Neil Gaiman is a novelist, graphic novelist and screenwriter, famous for brilliant and off the wall fantasy novels such as Coraline and Neverwhere. He specialises in vividly original stories, fiercely imaginative, where a relatively simple story is told using fantastic characters and dark humour. He wrote Stardust in 1998, with the film following in 2007: and, though I have never read that particular book, I would guess that the voice of the author has translated quite well into this magic little film.
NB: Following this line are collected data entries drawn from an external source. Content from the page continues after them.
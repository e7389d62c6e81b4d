use thiserror::Error;

#[derive(Error, Debug)]
pub enum NodeError {
    #[error("Network error: {0}")]
    Network(String),

    #[error("Serialization error: {0}")]
    Serialization(String),

    #[error("Cryptographic error: {0}")]
    Crypto(String),

    #[error("Wallet error: {0}")]
    Wallet(String),

    #[error("Chain error: {0}")]
    Chain(String),

    #[error("Configuration error: {0}")]
    Config(String),

    #[error("IO error: {0}")]
    Io(#[from] std::io::Error),
}

impl From<serde_json::Error> for NodeError {
    fn from(error: serde_json::Error) -> Self {
        NodeError::Serialization(error.to_string())
    }
}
The story begins in the small English village of Wall, a place unremarkable except for the fact that nearby there runs a drystone wall in which lies a portal to another world, the Land of Stormhold. The hero of the story is Tristan (Charlie Cox), native of the village, who out of love for a girl called Victoria (Sienna Miller) crosses the wall in order to seek out a falling star that they saw tracking across the sky. What they do not know to start with is that the star is actually a girl, played by Claire Danes, and that she is also being chased by an evil witch (Michelle Pfeiffer) who wishes to cut out her heart in order to achieve eternal life.
At the same time as Tristan is trying to bring back the star to please his love, the old King of Stormhold (Peter O'Toole) is dying. His four remaining sons each want to be the next King, but to become heir to the throne they must quest and find a magical necklace which has been thrown across the Kingdom. Unbeknownst to them, the flying necklace is actually what knocked the Star out of the sky, and is around her neck - and so the plot threads meet.
The following plot is brilliant, containing flying pirate ships, waltzing stars, magical inns and people being turned into goats, birds and all sorts. But I hate to read spoilers myself, and so if you want to know any more about the plot, I'm afraid you'll just have to watch the film!
The basic plot of Stardust contains nothing entirely new - a boy going on a quest, discovering himself, becoming a man, fighting an evil witch. But the way in which it is decorated and executed is absolutely beautiful. You have a star made human, which glows when it is happy: a ship, but one that flies through the clouds and harvests lightning: a witch who eats stars to stay looking young, and ages with every bit of magic she uses. Additionally, the story moves at decent speed - it did not feel like we had been sitting in front of the telly for nearly two hours (with advert breaks).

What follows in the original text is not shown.